Tim Scott's Blog

February 5, 2009

Eliminate Magic Strings In Javascript With MvcContrib.FluentHtml

Filed under: FluentHtml, MS MVC — Tim Scott @ 3:27 am

MvcContrib.FluentHtml provides a library of HTML helper methods that use expressions with strongly typed views to generate HTML elements. Not too long after that MS MVC beta introduced HtmlHelper<T> which allows users to create extension methods that use expressions in the same way.   The benefits are obvious.  By trading magic strings for expressions we gain compile time checking, better refactoring, etc.

So this:

<%=this.TextBox(x => x.User.FirstName)%>

Generates this:

<input type="text" name="User.FirstName" id="User_FirstName" value="Joe"/>

This is very nice, but what about all the other magic strings in our view?  I’m talking of course about Javascript. Does this look familiar?

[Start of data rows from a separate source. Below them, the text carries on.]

//! Configuration module for meterlog
//!
//! This module handles application configuration including:
//! - The settings consumed by the acquisition core ([`settings`])
//! - Persistence of the whole [`AppConfig`] as JSON
//! - Parsing the flat key/value form used by scripts and the command line
//!
//! # App Data Location
//!
//! Application data is stored in the platform-appropriate location:
//! - **Linux**: `~/.local/share/dev.hxyulin.meterlog/`
//! - **macOS**: `~/Library/Application Support/dev.hxyulin.meterlog/`
//! - **Windows**: `%APPDATA%\dev.hxyulin.meterlog\`
//!
//! # Files
//!
//! - `config.json` - Last used configuration
//! - `logs/` - Rolling log files
//!
//! # Example
//!
//! ```ignore
//! use meterlog::config::AppConfig;
//!
//! let mut config = AppConfig::load_or_default();
//! config.acquisition.interval_ms = 100;
//! config.save_default()?;
//! ```

pub mod settings;

pub use settings::*;

use crate::error::{MeterLogError, Result};
use serde::{Deserialize, Serialize};
use std::path::{Path, PathBuf};

/// Application identifier for data directories
pub const APP_ID: &str = "dev.hxyulin.meterlog";

/// Configuration filename
pub const CONFIG_FILE: &str = "config.json";

/// Log directory name inside the app data directory
pub const LOG_DIR: &str = "logs";

// ==================== App Data Directory ====================

/// Get the application data directory path
pub fn app_data_dir() -> Option<PathBuf> {
    dirs_next::data_dir().map(|p| p.join(APP_ID))
}

/// Ensure the app data directory exists
pub fn ensure_app_data_dir() -> Result<PathBuf> {
    let dir = app_data_dir().ok_or_else(|| {
        MeterLogError::Configuration("Could not determine app data directory".to_string())
    })?;

    if !dir.exists() {
        std::fs::create_dir_all(&dir).map_err(|e| {
            MeterLogError::Configuration(format!("Failed to create app data directory: {}", e))
        })?;
    }

    Ok(dir)
}

/// Get the path to the configuration file
pub fn config_path() -> Option<PathBuf> {
    app_data_dir().map(|p| p.join(CONFIG_FILE))
}

/// Get the log directory
pub fn log_dir() -> Option<PathBuf> {
    app_data_dir().map(|p| p.join(LOG_DIR))
}

// ==================== App Config ====================

/// Complete application configuration
#[derive(Debug, Clone, Default, PartialEq, Serialize, Deserialize)]
pub struct AppConfig {
    #[serde(default)]
    pub acquisition: AcquisitionConfig,

    #[serde(default)]
    pub report: ReportOptions,

    #[serde(default)]
    pub view: ViewConfig,

    #[serde(default)]
    pub output: OutputConfig,

    #[serde(default)]
    pub device: DeviceConfig,
}

impl AppConfig {
    pub fn new() -> Self {
        Self::default()
    }

    /// Validate everything the core consumes
    pub fn validate(&self) -> Result<()> {
        self.acquisition.validate()?;
        self.view.validate()
    }

    /// Load a configuration file
    pub fn load(path: impl AsRef<Path>) -> Result<Self> {
        let path = path.as_ref();
        let content = std::fs::read_to_string(path).map_err(|e| {
            MeterLogError::Configuration(format!("Failed to read {:?}: {}", path, e))
        })?;

        serde_json::from_str(&content).map_err(|e| {
            MeterLogError::Configuration(format!("Failed to parse {:?}: {}", path, e))
        })
    }

    /// Load from the default location, returning defaults on any error
    pub fn load_or_default() -> Self {
        let Some(path) = config_path() else {
            return Self::default();
        };
        if !path.exists() {
            return Self::default();
        }

        Self::load(&path).unwrap_or_else(|e| {
            tracing::warn!("Failed to load configuration, using defaults: {}", e);
            Self::default()
        })
    }

    /// Save to a configuration file
    pub fn save(&self, path: impl AsRef<Path>) -> Result<()> {
        let content = serde_json::to_string_pretty(self).map_err(|e| {
            MeterLogError::Configuration(format!("Failed to serialize configuration: {}", e))
        })?;

        std::fs::write(path.as_ref(), content).map_err(|e| {
            MeterLogError::Configuration(format!("Failed to write configuration: {}", e))
        })
    }

    /// Save to the default location
    pub fn save_default(&self) -> Result<()> {
        let dir = ensure_app_data_dir()?;
        self.save(dir.join(CONFIG_FILE))
    }

    /// Apply flat `key=value` settings on top of this configuration
    ///
    /// Unknown keys belong to other collaborators and are ignored.
    pub fn apply_pairs<'a, I>(&mut self, pairs: I) -> Result<()>
    where
        I: IntoIterator<Item = (&'a str, &'a str)>,
    {
        for (key, value) in pairs {
            let value = value.trim();
            match key.trim() {
                "interval_ms" => self.acquisition.interval_ms = parse_value(key, value)?,
                "max_points" => self.acquisition.max_points = parse_value(key, value)?,
                "persist" => self.acquisition.persist = parse_bool(key, value)?,
                "include_stats" => self.report.include_stats = parse_bool(key, value)?,
                "include_chart" => self.report.include_chart = parse_bool(key, value)?,
                "scroll_window_seconds" => {
                    self.view.scroll_window_seconds = parse_value(key, value)?
                }
                "prefix" => self.output.prefix = value.to_string(),
                "suffix" => {
                    self.output.suffix = match value {
                        "timestamp" => FileSuffix::Timestamp,
                        "counter" => FileSuffix::Counter,
                        other => {
                            return Err(MeterLogError::Configuration(format!(
                                "suffix must be 'timestamp' or 'counter', got '{}'",
                                other
                            )))
                        }
                    }
                }
                "directory" => self.output.directory = PathBuf::from(value),
                other => tracing::debug!("Ignoring configuration key '{}'", other),
            }
        }
        Ok(())
    }

    /// Build a configuration from flat `key=value` settings
    pub fn from_pairs<'a, I>(pairs: I) -> Result<Self>
    where
        I: IntoIterator<Item = (&'a str, &'a str)>,
    {
        let mut config = Self::default();
        config.apply_pairs(pairs)?;
        config.validate()?;
        Ok(config)
    }
}

fn parse_value<T: std::str::FromStr>(key: &str, value: &str) -> Result<T> {
    value.parse().map_err(|_| {
        MeterLogError::Configuration(format!("Invalid value '{}' for '{}'", value, key))
    })
}

fn parse_bool(key: &str, value: &str) -> Result<bool> {
    match value.to_ascii_lowercase().as_str() {
        "1" | "true" | "yes" | "on" => Ok(true),
        "0" | "false" | "no" | "off" => Ok(false),
        _ => Err(MeterLogError::Configuration(format!(
            "Invalid boolean '{}' for '{}'",
            value, key
        ))),
    }
}

#[cfg(test)]
mod tests {
    use super::*;

    #[test]
    fn test_config_roundtrip() {
        let dir = tempfile::tempdir().unwrap();
        let path = dir.path().join(CONFIG_FILE);

        let mut config = AppConfig::default();
        config.acquisition.interval_ms = 250;
        config.output.suffix = FileSuffix::Counter;
        config.save(&path).unwrap();

        let loaded = AppConfig::load(&path).unwrap();
        assert_eq!(loaded, config);
    }

    #[test]
    fn test_partial_config_uses_defaults() {
        let parsed: AppConfig =
            serde_json::from_str(r#"{"acquisition":{"interval_ms":100,"max_points":5,"persist":false}}"#)
                .unwrap();
        assert_eq!(parsed.acquisition.interval_ms, 100);
        assert!(!parsed.acquisition.persist);
        assert_eq!(parsed.report, ReportOptions::default());
    }

    #[test]
    fn test_from_pairs() {
        let config = AppConfig::from_pairs([
            ("interval_ms", "100"),
            ("max_points", "5"),
            ("persist", "yes"),
            ("include_chart", "false"),
            ("scroll_window_seconds", "10"),
            ("suffix", "counter"),
            ("language", "de"),
        ])
        .unwrap();

        assert_eq!(config.acquisition.interval_ms, 100);
        assert_eq!(config.acquisition.max_points, 5);
        assert!(config.acquisition.persist);
        assert!(!config.report.include_chart);
        assert_eq!(config.output.suffix, FileSuffix::Counter);
    }

    #[test]
    fn test_from_pairs_rejects_short_interval() {
        let err = AppConfig::from_pairs([("interval_ms", "20")]).unwrap_err();
        assert!(matches!(err, MeterLogError::Configuration(_)));
    }

    #[test]
    fn test_from_pairs_rejects_garbage() {
        assert!(AppConfig::from_pairs([("max_points", "-3")]).is_err());
        assert!(AppConfig::from_pairs([("persist", "maybe")]).is_err());
        assert!(AppConfig::from_pairs([("suffix", "random")]).is_err());
    }
}
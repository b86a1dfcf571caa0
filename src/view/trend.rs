//! Trend buffer
//!
//! The in-memory sequence of samples shown on screen. When the run has a
//! point limit the buffer is capped at that limit, and a full buffer refuses
//! further samples instead of evicting old ones: reaching the limit ends the
//! run, it does not turn the buffer into a sliding window.

use crate::types::{Sample, SummaryStats};

/// Ordered, optionally capped sequence of samples
#[derive(Debug, Clone, Default)]
pub struct TrendBuffer {
    samples: Vec<Sample>,
    capacity: Option<usize>,
}

impl TrendBuffer {
    /// Create a buffer, `None` means unbounded
    pub fn new(capacity: Option<usize>) -> Self {
        Self {
            samples: Vec::with_capacity(capacity.unwrap_or(0).min(100_000)),
            capacity,
        }
    }

    pub fn capacity(&self) -> Option<usize> {
        self.capacity
    }

    /// Change the cap; samples beyond a smaller cap are dropped from the end
    pub fn set_capacity(&mut self, capacity: Option<usize>) {
        self.capacity = capacity;
        if let Some(cap) = capacity {
            self.samples.truncate(cap);
        }
    }

    /// Append a sample, returns false if the buffer is full
    pub fn push(&mut self, sample: Sample) -> bool {
        if self.is_full() {
            return false;
        }
        self.samples.push(sample);
        true
    }

    /// Append samples in order until the buffer is full
    ///
    /// Returns how many samples were dropped.
    pub fn extend<I>(&mut self, samples: I) -> usize
    where
        I: IntoIterator<Item = Sample>,
    {
        let mut dropped = 0;
        for sample in samples {
            if !self.push(sample) {
                dropped += 1;
            }
        }
        dropped
    }

    pub fn is_full(&self) -> bool {
        self.capacity.is_some_and(|cap| self.samples.len() >= cap)
    }

    pub fn len(&self) -> usize {
        self.samples.len()
    }

    pub fn is_empty(&self) -> bool {
        self.samples.is_empty()
    }

    pub fn samples(&self) -> &[Sample] {
        &self.samples
    }

    pub fn last(&self) -> Option<&Sample> {
        self.samples.last()
    }

    pub fn clear(&mut self) {
        self.samples.clear();
    }

    /// First and last sample time
    pub fn extent(&self) -> Option<(f64, f64)> {
        Some((self.samples.first()?.elapsed, self.samples.last()?.elapsed))
    }

    /// Statistics over every retained reading
    pub fn stats(&self) -> Option<SummaryStats> {
        SummaryStats::from_values(self.samples.iter().map(|s| s.value))
    }

    /// Plot points (time, value)
    pub fn points(&self) -> Vec<[f64; 2]> {
        self.samples.iter().map(Sample::as_point).collect()
    }
}

#[cfg(test)]
mod tests {
    use super::*;

    #[test]
    fn test_capped_buffer_refuses() {
        let mut trend = TrendBuffer::new(Some(3));
        for i in 0..3 {
            assert!(trend.push(Sample::new(i as f64, 1.0)));
        }
        assert!(trend.is_full());
        assert!(!trend.push(Sample::new(3.0, 1.0)));
        assert_eq!(trend.len(), 3);
        // Oldest sample is kept
        assert_eq!(trend.samples()[0].elapsed, 0.0);
    }

    #[test]
    fn test_extend_drops_newest() {
        let mut trend = TrendBuffer::new(Some(2));
        let dropped = trend.extend((0..5).map(|i| Sample::new(i as f64, i as f64)));
        assert_eq!(dropped, 3);
        assert_eq!(trend.extent(), Some((0.0, 1.0)));
    }

    #[test]
    fn test_unbounded() {
        let mut trend = TrendBuffer::new(None);
        assert_eq!(trend.extend((0..10_000).map(|i| Sample::new(i as f64, 0.0))), 0);
        assert!(!trend.is_full());
    }

    #[test]
    fn test_stats_and_clear() {
        let mut trend = TrendBuffer::new(None);
        trend.extend([1.0, 2.0, 3.0].map(|v| Sample::new(v, v)));
        let stats = trend.stats().unwrap();
        assert_eq!(stats.count, 3);
        assert_eq!(stats.mean, 2.0);

        trend.clear();
        assert!(trend.is_empty());
        assert!(trend.stats().is_none());
        assert_eq!(trend.extent(), None);
    }

    #[test]
    fn test_shrinking_capacity_truncates() {
        let mut trend = TrendBuffer::new(None);
        trend.extend((0..5).map(|i| Sample::new(i as f64, 0.0)));
        trend.set_capacity(Some(2));
        assert_eq!(trend.len(), 2);
        assert!(trend.is_full());
    }
}
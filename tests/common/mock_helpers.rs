//! Mock construction helpers

use std::path::Path;
use std::sync::Arc;

use crossbeam_channel::{bounded, Receiver, Sender};
use mockall::mock;

use meterlog::acquisition::{RunController, SampleQueue};
use meterlog::config::{OutputConfig, ReportOptions};
use meterlog::device::{Device, DeviceParams};
use meterlog::error::{DeviceError, MeterLogError, Result};
use meterlog::report::{JsonWorkbookWriter, ReportWriter, Workbook};

mock! {
    pub Meter {}

    impl Device for Meter {
        fn connect(&mut self) -> std::result::Result<(), DeviceError>;
        fn disconnect(&mut self);
        fn is_connected(&self) -> bool;
        fn configure(&mut self, params: &DeviceParams) -> std::result::Result<(), DeviceError>;
        fn measure(&mut self) -> std::result::Result<f64, DeviceError>;
        fn is_simulated(&self) -> bool;
        fn identity(&self) -> String;
    }
}

fn connected_meter() -> MockMeter {
    let mut meter = MockMeter::new();
    meter.expect_connect().returning(|| Ok(()));
    meter.expect_disconnect().return_const(());
    meter.expect_is_connected().return_const(true);
    meter.expect_is_simulated().return_const(false);
    meter
        .expect_identity()
        .return_const("HEWLETT-PACKARD,34401A,0,11-5-2".to_string());
    meter
}

/// A meter with every call stubbed except `measure`
pub fn base_meter() -> MockMeter {
    let mut meter = connected_meter();
    meter.expect_configure().returning(|_| Ok(()));
    meter
}

/// A meter that rejects every measurement setup and is never read
pub fn unconfigurable_meter() -> MockMeter {
    let mut meter = connected_meter();
    meter
        .expect_configure()
        .returning(|_| Err(DeviceError::Unsupported("range".to_string())));
    meter.expect_measure().never();
    meter
}

/// A meter returning `readings` in order, then zeros
pub fn scripted_meter(readings: Vec<std::result::Result<f64, DeviceError>>) -> MockMeter {
    let mut meter = base_meter();
    let mut readings = readings.into_iter();
    meter
        .expect_measure()
        .returning(move || readings.next().unwrap_or(Ok(0.0)));
    meter
}

/// A meter that always reads `value`
pub fn constant_meter(value: f64) -> MockMeter {
    let mut meter = base_meter();
    meter.expect_measure().returning(move || Ok(value));
    meter
}

/// Controller writing JSON reports into `directory`
pub fn controller_in(directory: &Path, device: Box<dyn Device>) -> (RunController, SampleQueue) {
    controller_with_writer(directory, device, Arc::new(JsonWorkbookWriter::new()))
}

pub fn controller_with_writer(
    directory: &Path,
    device: Box<dyn Device>,
    writer: Arc<dyn ReportWriter>,
) -> (RunController, SampleQueue) {
    let queue = SampleQueue::new();
    let controller = RunController::new(
        device,
        queue.sender(),
        &OutputConfig::new(directory),
        ReportOptions::default(),
        writer,
    );
    (controller, queue)
}

/// Writer that always fails
pub struct FailingWriter;

impl ReportWriter for FailingWriter {
    fn extension(&self) -> &'static str {
        "json"
    }

    fn write(&self, _workbook: &Workbook, _path: &Path) -> Result<()> {
        Err(MeterLogError::Finalization("disk full".to_string()))
    }
}

/// JSON writer that waits for a go signal before writing
pub struct GatedWriter {
    inner: JsonWorkbookWriter,
    gate: Receiver<()>,
}

impl GatedWriter {
    /// The writer and the sender that releases one write per message
    pub fn new() -> (Self, Sender<()>) {
        let (tx, rx) = bounded(4);
        (
            Self {
                inner: JsonWorkbookWriter::new(),
                gate: rx,
            },
            tx,
        )
    }
}

impl ReportWriter for GatedWriter {
    fn extension(&self) -> &'static str {
        self.inner.extension()
    }

    fn write(&self, workbook: &Workbook, path: &Path) -> Result<()> {
        self.gate
            .recv()
            .map_err(|_| MeterLogError::Finalization("gate closed".to_string()))?;
        self.inner.write(workbook, path)
    }
}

$('#User_FirstName').change(doSomething);

Doh!  We just can’t escape those magic strings. Or can we?  How about this?

$('#<%=this.IdFor(x => x.User.FirstName)%>').change(doSomething);

MsMvc.FluentHtml has introduced IdFor and NameFor. Okay, so we won’t eliminate all magic string in Javascript but perhaps quite a few. Perhaps we give up a tiny bit of readability, but I think it’s worth it to stop fretting whether some refactor is going to break a bunch of Javascript.

I owe credit to Jimmy Bogard for planting this idea in my mind in one of his tweets.